U.S. state health departments (SHDs) submitted stool specimens from laboratory-confirmed Cyclospora-positive case patients to the CDC for genotyping. Upon receipt at the CDC, the specimens were de-identified and given a unique identifier. DNA was extracted from the stool specimens following previously described methods [Reference Qvarnstrom, Benedict, Marcet, Wiegand, Herwaldt and da Silva13], and isolates with a Ct value greater than 38 after quantitative polymerase chain reaction (qPCR) targeting the Cyclospora 18S rRNA gene [Reference Qvarnstrom, Benedict, Marcet, Wiegand, Herwaldt and da Silva13] were excluded from downstream laboratory processing as isolates with Ct > 38 are highly unlikely to yield genotypes that pass CYCLONE’s inclusion criteria (Supplementary Material). In the remaining isolates, eight Cyclospora genotyping markers were PCR-amplified and sequenced following previously described methods [Reference Nascimento, Barratt, Houghton, Plucinski, Kelley, Casillas, Bennett, Snider, Tuladhar, Zhang, Clemons, Madison-Antenucci, Russell, Cebelinski, Haan, Robinson, Arrowood, Talundzic, Bradbury and Qvarnstrom3]. New York and Texas SHDs, along with the Public Health Agency of Canada (PHAC), generated sequencing data in-house following the protocols described earlier and submitted their data to the CDC to be analysed in CYCLONE. CYCLONE genotyping is detailed in the Supplementary Material.
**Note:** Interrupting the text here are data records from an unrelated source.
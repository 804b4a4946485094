//! tests/global_errors/500.rs
//! Ensures that an internal error maps to an HTTP 500 status without
//! leaking its details.

#[path = "../common/mod.rs"]
mod common;

use reqwest::StatusCode;
use serde_json::Value;

#[tokio::test]
async fn returns_500_on_internal_error() {
    let app: common::TestApp = common::spawn_app();
    let csrf_state: String = app.state.oauth_states.issue();

    // The stub provider fails internally on this code.
    let path: String = format!("/auth/google/callback?code={}&state={}", common::BROKEN_CODE, csrf_state);
    let resp: reqwest::Response = app.get(&path).send().await.expect("Failed to make request.");

    assert_eq!(resp.status(), StatusCode::INTERNAL_SERVER_ERROR);

    let json: Value = common::json_body(resp).await;
    assert_eq!(json["status"], "INTERNAL_SERVER_ERROR");
    assert_eq!(json["code"], 500);
    assert_eq!(json["messages"][0], "Internal server error");
}
// JWT issuing, validation and revocation

use async_trait::async_trait;
use chrono::{DateTime, Duration, TimeZone, Utc};
use dashmap::DashMap;
use jsonwebtoken::{
    decode, encode, errors::ErrorKind, Algorithm, DecodingKey, EncodingKey, Header, Validation,
};
use serde::{Deserialize, Serialize};
use tracing::debug;
use uuid::Uuid;

use crate::auth::identity::{AuthError, Identity};
use crate::models::User;

const ISSUER: &str = "juno-backend";
const LEEWAY_SECONDS: u64 = 5;

/// Validates bearer credentials for the protected route group
#[async_trait]
pub trait TokenValidator: Send + Sync + 'static {
    async fn validate(&self, token: &str) -> Result<Identity, AuthError>;

    /// Makes the token behind `identity` unusable until it expires
    async fn revoke(&self, identity: &Identity);
}

#[derive(Debug, Clone, Serialize, Deserialize)]
struct Claims {
    sub: Uuid,
    email: String,
    name: String,
    jti: String,
    iss: String,
    iat: i64,
    exp: i64,
}

#[derive(Debug, Clone)]
pub struct IssuedToken {
    pub token: String,
    pub expires_at: DateTime<Utc>,
}

/// HS256 tokens with an in-memory revocation list keyed by `jti`
pub struct JwtService {
    encoding: EncodingKey,
    decoding: DecodingKey,
    validation: Validation,
    ttl: Duration,
    // jti -> exp (unix seconds)
    revoked: DashMap<String, i64>,
}

impl JwtService {
    pub fn new(secret: &str, ttl: Duration) -> Self {
        let mut validation: Validation = Validation::new(Algorithm::HS256);
        validation.set_issuer(&[ISSUER]);
        validation.set_required_spec_claims(&["exp", "iss", "sub"]);
        validation.leeway = LEEWAY_SECONDS;

        Self {
            encoding: EncodingKey::from_secret(secret.as_bytes()),
            decoding: DecodingKey::from_secret(secret.as_bytes()),
            validation,
            ttl,
            revoked: DashMap::new(),
        }
    }

    /// Signs a session token for `user`
    pub fn issue(&self, user: &User) -> Result<IssuedToken, AuthError> {
        let now: DateTime<Utc> = Utc::now();
        let expires_at: DateTime<Utc> = now + self.ttl;

        let claims: Claims = Claims {
            sub: user.id,
            email: user.email.clone(),
            name: user.name.clone(),
            jti: Uuid::new_v4().to_string(),
            iss: ISSUER.to_string(),
            iat: now.timestamp(),
            exp: expires_at.timestamp(),
        };

        let token: String = encode(&Header::new(Algorithm::HS256), &claims, &self.encoding)
            .map_err(|e| AuthError::Internal(anyhow::anyhow!("Failed to sign token: {e}")))?;

        Ok(IssuedToken { token, expires_at })
    }

    pub fn revoked_count(&self) -> usize {
        self.revoked.len()
    }

    /// Drops revocations for tokens that would be expired anyway
    fn prune_revoked(&self, now: i64) {
        self.revoked.retain(|_, exp: &mut i64| *exp > now);
    }
}

#[async_trait]
impl TokenValidator for JwtService {
    async fn validate(&self, token: &str) -> Result<Identity, AuthError> {
        let claims: Claims = decode::<Claims>(token, &self.decoding, &self.validation)
            .map_err(|e| match e.kind() {
                ErrorKind::ExpiredSignature => AuthError::Expired,
                _ => {
                    debug!("Rejected token: {}", e);
                    AuthError::InvalidToken
                }
            })?
            .claims;

        if self.revoked.contains_key(&claims.jti) {
            return Err(AuthError::Revoked);
        }

        let expires_at: DateTime<Utc> = Utc
            .timestamp_opt(claims.exp, 0)
            .single()
            .ok_or(AuthError::InvalidToken)?;

        Ok(Identity {
            user_id: claims.sub,
            email: claims.email,
            name: claims.name,
            token_id: claims.jti,
            expires_at,
        })
    }

    async fn revoke(&self, identity: &Identity) {
        let now: i64 = Utc::now().timestamp();
        self.prune_revoked(now);
        self.revoked
            .insert(identity.token_id.clone(), identity.expires_at.timestamp());
    }
}
//! tests/common/mod.rs
//! A shared test helper to spawn the app on an ephemeral port, backed by
//! the in-memory repository and a scripted OAuth provider.

#![allow(dead_code)]

use std::collections::HashMap;
use std::sync::Arc;
use std::time::Duration;

use async_trait::async_trait;
use axum::{Router, serve};
use juno_backend::auth::{AuthError, OAuthProvider};
use juno_backend::config::{environment::EnvironmentVariables, state::AppState};
use juno_backend::core::server::create_app;
use juno_backend::database::{MemoryRepository, Repository};
use juno_backend::models::{NewOAuthUser, ProfileUpdate, User};
use reqwest::{Client, RequestBuilder};
use serde_json::Value;
use tokio::net::TcpListener as TokioTcpListener;

/// Authorization code the stub provider accepts
pub const GOOD_CODE: &str = "good-code";
/// Authorization code that makes the provider hang past the server timeout
pub const SLOW_CODE: &str = "slow-code";
/// Authorization code that makes the provider fail internally
pub const BROKEN_CODE: &str = "broken-code";

pub const TEST_ORIGIN: &str = "http://localhost:5173";

/// Scripted stand-in for Google
pub struct StubOAuth;

#[async_trait]
impl OAuthProvider for StubOAuth {
    fn authorize_url(&self, state: &str) -> Result<String, AuthError> {
        Ok(format!("https://accounts.example.test/o/oauth2/auth?state={state}"))
    }

    async fn exchange_code(&self, code: &str) -> Result<NewOAuthUser, AuthError> {
        match code {
            GOOD_CODE => Ok(NewOAuthUser {
                google_id: "google-oauth-user".into(),
                email: "oauth.user@example.com".into(),
                name: "OAuth User".into(),
                avatar_url: None,
            }),
            SLOW_CODE => {
                tokio::time::sleep(Duration::from_secs(5)).await;
                Err(AuthError::Provider("too slow".into()))
            }
            BROKEN_CODE => Err(AuthError::Internal(anyhow::anyhow!("provider exploded"))),
            _ => Err(AuthError::Provider("authorization code was rejected".into())),
        }
    }
}

pub struct TestApp {
    pub base_url: String,
    pub client: Client,
    pub state: AppState,
}

impl TestApp {
    pub fn url(&self, path: &str) -> String {
        format!("{}{}", self.base_url, path)
    }

    pub fn get(&self, path: &str) -> RequestBuilder {
        self.client.get(self.url(path))
    }

    pub fn post(&self, path: &str) -> RequestBuilder {
        self.client.post(self.url(path))
    }

    pub fn put(&self, path: &str) -> RequestBuilder {
        self.client.put(self.url(path))
    }

    pub fn delete(&self, path: &str) -> RequestBuilder {
        self.client.delete(self.url(path))
    }

    /// Creates a user directly in the repository and mints a token for them
    pub async fn seed_user(&self, name: &str, username: Option<&str>) -> (User, String) {
        let slug: String = name.to_lowercase().replace(' ', ".");
        let mut user: User = self
            .state
            .repository
            .upsert_oauth_user(NewOAuthUser {
                google_id: format!("google-{slug}"),
                email: format!("{slug}@example.com"),
                name: name.to_string(),
                avatar_url: None,
            })
            .await
            .expect("Failed to seed user");

        if let Some(username) = username {
            let update: ProfileUpdate = ProfileUpdate {
                username: Some(username.to_string()),
                ..ProfileUpdate::default()
            };
            user = self
                .state
                .repository
                .update_profile(user.id, update)
                .await
                .expect("Failed to set username");
        }

        let token: String = self.state.tokens.issue(&user).expect("Failed to issue token").token;
        (user, token)
    }
}

/// Parses a response body as the standard JSON envelope
pub async fn json_body(resp: reqwest::Response) -> Value {
    let body: String = resp.text().await.expect("Failed to read body");
    serde_json::from_str(&body).unwrap_or_else(|_| panic!("Body is not JSON: {body}"))
}

/// Spawns the app on a random unused port.
pub fn spawn_app() -> TestApp {
    spawn_app_with(&[])
}

/// Same as `spawn_app`, with extra environment variables on top of the test defaults
pub fn spawn_app_with(overrides: &[(&str, &str)]) -> TestApp {
    let mut vars: HashMap<String, String> = HashMap::from([
        ("ENVIRONMENT".to_string(), "test".to_string()),
        ("STORAGE_BACKEND".to_string(), "memory".to_string()),
        ("JWT_SECRET".to_string(), "integration-test-secret".to_string()),
    ]);
    for (key, value) in overrides {
        vars.insert(key.to_string(), value.to_string());
    }

    let env: EnvironmentVariables = EnvironmentVariables::from_map(&vars).expect("Invalid test env");
    let repository: Arc<dyn Repository> = Arc::new(MemoryRepository::new());
    let state: AppState = AppState::new(Arc::new(env), repository, Arc::new(StubOAuth));

    // * Build the application exactly as main() does.
    let app: Router = create_app(state.clone()).expect("Failed to build app");

    // * Bind an ephemeral port using std::net::TcpListener.
    let std_listener: std::net::TcpListener = std::net::TcpListener::bind("127.0.0.1:0")
        .expect("Failed to bind random port");
    std_listener.set_nonblocking(true).unwrap();

    // * Convert std::net::TcpListener to tokio::net::TcpListener.
    let tokio_listener: TokioTcpListener = TokioTcpListener::from_std(std_listener)
        .expect("Failed to convert to tokio listener");

    let addr: std::net::SocketAddr = tokio_listener.local_addr().unwrap();

    // * Spawn the server in a background task.
    tokio::spawn(async move {
        serve(tokio_listener, app)
            .await
            .expect("Server failed");
    });

    // * Redirects are asserted on, never followed.
    let client: Client = Client::builder()
        .redirect(reqwest::redirect::Policy::none())
        .build()
        .expect("Failed to build client");

    TestApp {
        base_url: format!("http://{}", addr),
        client,
        state,
    }
}
// Start of file: /src/core/mod.rs

/*
    * Server plumbing: the route table, CORS policy, tracing setup and
    * the listener/shutdown lifecycle.
*/

pub mod cors;
pub mod logging;
pub mod router;
pub mod server;

// End of file: /src/core/mod.rs
// Start of file: /src/utils/mod.rs

/*
    * Cross-cutting helpers: typed request errors, layer error mapping
    * and the unified response format.
*/

pub mod api_error;
pub mod error_handler;
pub mod response_handler;

// End of file: /src/utils/mod.rs
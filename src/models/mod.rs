// Start of file: /src/models/mod.rs

/*
    * Domain records shared by handlers and repositories.
*/

pub mod friend;
pub mod ride;
pub mod user;

pub use friend::{FriendRequest, FriendStatus, Friendship};
pub use ride::{NearbyRide, NewRide, Ride, RideStatus};
pub use user::{NewOAuthUser, ProfileUpdate, User, UserSummary};

// End of file: /src/models/mod.rs
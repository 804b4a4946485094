//! tests/api/profile.rs
//! Reading and updating the caller's profile.

#[path = "../common/mod.rs"]
mod common;

use reqwest::{Response, StatusCode};
use serde_json::{json, Value};

#[tokio::test]
async fn profile_update_roundtrip() {
    let app: common::TestApp = common::spawn_app();
    let (user, token) = app.seed_user("Bob Builder", None).await;

    let resp: Response = app
        .put("/api/profile")
        .bearer_auth(&token)
        .json(&json!({ "username": "Bob_B", "bio": "  Weekend driver  " }))
        .send()
        .await
        .unwrap();
    assert_eq!(resp.status(), StatusCode::OK);

    let json: Value = common::json_body(resp).await;
    assert_eq!(json["data"]["username"], "bob_b");
    assert_eq!(json["data"]["bio"], "Weekend driver");
    assert_eq!(json["messages"][0], "Profile updated successfully");

    let fetched: Value = common::json_body(
        app.get("/api/profile").bearer_auth(&token).send().await.unwrap(),
    )
    .await;
    assert_eq!(fetched["data"]["id"], user.id.to_string());
    assert_eq!(fetched["data"]["name"], "Bob Builder");
    assert_eq!(fetched["data"]["username"], "bob_b");
}

#[tokio::test]
async fn invalid_profile_updates_are_rejected() {
    let app: common::TestApp = common::spawn_app();
    let (_, token) = app.seed_user("Carol", None).await;

    for body in [
        json!({ "username": "no spaces allowed" }),
        json!({ "username": "ab" }),
        json!({ "name": "   " }),
        json!({ "bio": "x".repeat(501) }),
        json!({}),
    ] {
        let resp: Response = app.put("/api/profile").bearer_auth(&token).json(&body).send().await.unwrap();
        assert_eq!(resp.status(), StatusCode::BAD_REQUEST, "{body}");
    }
}

#[tokio::test]
async fn usernames_are_unique_regardless_of_case() {
    let app: common::TestApp = common::spawn_app();
    let (_, _) = app.seed_user("Alice", Some("alice")).await;
    let (_, token) = app.seed_user("Impostor", None).await;

    let resp: Response = app
        .put("/api/profile")
        .bearer_auth(&token)
        .json(&json!({ "username": "ALICE" }))
        .send()
        .await
        .unwrap();

    assert_eq!(resp.status(), StatusCode::CONFLICT);
}

#[tokio::test]
async fn malformed_bodies_get_an_error_kind() {
    let app: common::TestApp = common::spawn_app();
    let (_, token) = app.seed_user("Typo Tess", None).await;

    let resp: Response = app
        .put("/api/profile")
        .bearer_auth(&token)
        .header("content-type", "application/json")
        .body("{\"bio\": ")
        .send()
        .await
        .expect("Failed to execute request.");
    assert_eq!(resp.status(), StatusCode::BAD_REQUEST);

    let json: Value = common::json_body(resp).await;
    assert_eq!(json["status"], "BAD_REQUEST");
    assert_eq!(json["data"]["error"], "bad_request");
    assert!(!json["messages"].as_array().unwrap().is_empty());
}
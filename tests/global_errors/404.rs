//! tests/global_errors/404.rs
//! Ensures that unknown routes and unregistered methods return HTTP 404.

// Include the helper module defined in tests/common/mod.rs.
#[path = "../common/mod.rs"]
mod common;

use reqwest::StatusCode;
use serde_json::Value;

#[tokio::test]
async fn returns_404_for_nonexistent_route() {
    let app: common::TestApp = common::spawn_app();

    // Send a GET request to a route that does not exist.
    let resp: reqwest::Response = app
        .get("/does-not-exist")
        .send()
        .await
        .expect("Failed to execute request.");

    assert_eq!(resp.status(), StatusCode::NOT_FOUND);

    // Assert the JSON has the expected structure.
    let json: Value = common::json_body(resp).await;
    assert_eq!(json["status"], "NOT_FOUND");
    assert_eq!(json["code"], 404);
    assert_eq!(json["data"]["error"], "not_found");
}

#[tokio::test]
async fn returns_404_for_unregistered_method_on_public_path() {
    let app: common::TestApp = common::spawn_app();

    let resp: reqwest::Response = app
        .client
        .patch(app.url("/health"))
        .send()
        .await
        .expect("Failed to execute request.");

    assert_eq!(resp.status(), StatusCode::NOT_FOUND);
    let json: Value = common::json_body(resp).await;
    assert_eq!(json["code"], 404);
}

#[tokio::test]
async fn returns_404_for_unregistered_method_on_protected_path() {
    let app: common::TestApp = common::spawn_app();
    let (_, token) = app.seed_user("Method Tester", None).await;

    // /api/profile only knows GET and PUT
    let resp: reqwest::Response = app
        .delete("/api/profile")
        .bearer_auth(&token)
        .send()
        .await
        .expect("Failed to execute request.");

    assert_eq!(resp.status(), StatusCode::NOT_FOUND);
}
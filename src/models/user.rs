// User records and profile validation

use chrono::{DateTime, Utc};
use serde::{Deserialize, Serialize};
use uuid::Uuid;

const MAX_NAME_LEN: usize = 100;
const MIN_USERNAME_LEN: usize = 3;
const MAX_USERNAME_LEN: usize = 30;
const MAX_BIO_LEN: usize = 500;
const MAX_PHONE_LEN: usize = 32;

/// Full profile of a registered user
#[derive(Debug, Clone, PartialEq, Serialize, sqlx::FromRow)]
pub struct User {
    pub id: Uuid,
    #[serde(skip_serializing)]
    pub google_id: String,
    pub email: String,
    pub name: String,
    pub username: Option<String>,
    pub avatar_url: Option<String>,
    pub bio: Option<String>,
    pub phone: Option<String>,
    pub created_at: DateTime<Utc>,
    pub updated_at: DateTime<Utc>,
}

impl User {
    pub fn summary(&self) -> UserSummary {
        UserSummary {
            id: self.id,
            name: self.name.clone(),
            username: self.username.clone(),
            avatar_url: self.avatar_url.clone(),
        }
    }
}

/// Public view of another user (friends lists, search results)
#[derive(Debug, Clone, PartialEq, Serialize, sqlx::FromRow)]
pub struct UserSummary {
    pub id: Uuid,
    pub name: String,
    pub username: Option<String>,
    pub avatar_url: Option<String>,
}

/// Identity reported by the OAuth provider after a successful login
#[derive(Debug, Clone, PartialEq, Deserialize)]
pub struct NewOAuthUser {
    pub google_id: String,
    pub email: String,
    pub name: String,
    pub avatar_url: Option<String>,
}

/// Partial profile update; `None` leaves the field untouched
#[derive(Debug, Clone, Default, PartialEq, Deserialize)]
pub struct ProfileUpdate {
    pub name: Option<String>,
    pub username: Option<String>,
    pub bio: Option<String>,
    pub phone: Option<String>,
    pub avatar_url: Option<String>,
}

impl ProfileUpdate {
    /// Trims and checks every provided field, lowercasing the username
    pub fn validated(self) -> Result<Self, String> {
        let name: Option<String> = match self.name {
            Some(name) => {
                let name: String = name.trim().to_string();
                if name.is_empty() || name.chars().count() > MAX_NAME_LEN {
                    return Err(format!("name must be between 1 and {MAX_NAME_LEN} characters"));
                }
                Some(name)
            }
            None => None,
        };

        let username: Option<String> = match self.username {
            Some(username) => Some(normalize_username(&username)?),
            None => None,
        };

        let bio: Option<String> = self.bio.map(|b: String| b.trim().to_string());
        if bio.as_deref().is_some_and(|b: &str| b.chars().count() > MAX_BIO_LEN) {
            return Err(format!("bio cannot exceed {MAX_BIO_LEN} characters"));
        }

        let phone: Option<String> = self.phone.map(|p: String| p.trim().to_string());
        if phone.as_deref().is_some_and(|p: &str| p.chars().count() > MAX_PHONE_LEN) {
            return Err(format!("phone cannot exceed {MAX_PHONE_LEN} characters"));
        }

        Ok(Self {
            name,
            username,
            bio,
            phone,
            avatar_url: self.avatar_url.map(|a: String| a.trim().to_string()),
        })
    }

    pub fn is_empty(&self) -> bool {
        self.name.is_none()
            && self.username.is_none()
            && self.bio.is_none()
            && self.phone.is_none()
            && self.avatar_url.is_none()
    }
}

/// Usernames are 3-30 chars of [A-Za-z0-9_], stored lowercase
pub fn normalize_username(raw: &str) -> Result<String, String> {
    let username: String = raw.trim().to_lowercase();
    let len: usize = username.chars().count();

    if !(MIN_USERNAME_LEN..=MAX_USERNAME_LEN).contains(&len) {
        return Err(format!(
            "username must be between {MIN_USERNAME_LEN} and {MAX_USERNAME_LEN} characters"
        ));
    }
    if !username.chars().all(|c: char| c.is_ascii_alphanumeric() || c == '_') {
        return Err("username can only contain letters, numbers and underscores".to_string());
    }

    Ok(username)
}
Cluster identification using the CYCLONE workflow

Genotyped isolates must meet the following inclusion criteria to be included in clustering analysis: haplotypes identified in any combination of 5 of the 8 markers, or haplotypes from 4 markers if at least 3 of those 4 were CYCLONE’s high-entropy markers [Reference Barratt, Houghton, Richins, Straily, Threlkel, Bera, Kenneally, Clemons, Madison-Antenucci, Cebelinski, Whitney, Kreil, Cama, Arrowood and Qvarnstrom2, Reference Barratt and Sapp14]. Distance matrix calculation for the isolates passing the inclusion criteria (n = 655) was performed alongside a genetically diverse reference population of 1169 genotypes generated between 2018 and 2020 [Reference Barratt, Ahart, Rice, Houghton, Richins, Cama, Arrowood, Qvarnstrom and Straily1Reference Nascimento, Barratt, Houghton, Plucinski, Kelley, Casillas, Bennett, Snider, Tuladhar, Zhang, Clemons, Madison-Antenucci, Russell, Cebelinski, Haan, Robinson, Arrowood, Talundzic, Bradbury and Qvarnstrom3]. Cluster membership of isolates was determined using a recently described statistical framework for genetically linking pairs of isolates and applying a stringency setting of 99.5% [Reference Plucinski and Barratt15]. Descriptions of the algorithms underpinning distance matrix calculation and genetic clustering are provided in the Supplementary Material. Isolates in the same genetic cluster were temporally linked by examining collection dates of each specimen to identify TGCs [Reference Barratt, Ahart, Rice, Houghton, Richins, Cama, Arrowood, Qvarnstrom and Straily1]. Initial TGCs are created when three or more isolates within the same genetic cluster originate from two or more jurisdictions, and the isolates have collection dates within fourteen days of each other; isolates are added to an existing TGC if they have collection dates that fall within seven days of the most recently collected isolate in the TGC. The hierarchically clustered tree was visualised using the GGTREE R package [Reference Yu, Smith, Zhu, Guan and Tsan-Yuk Lam16, 17].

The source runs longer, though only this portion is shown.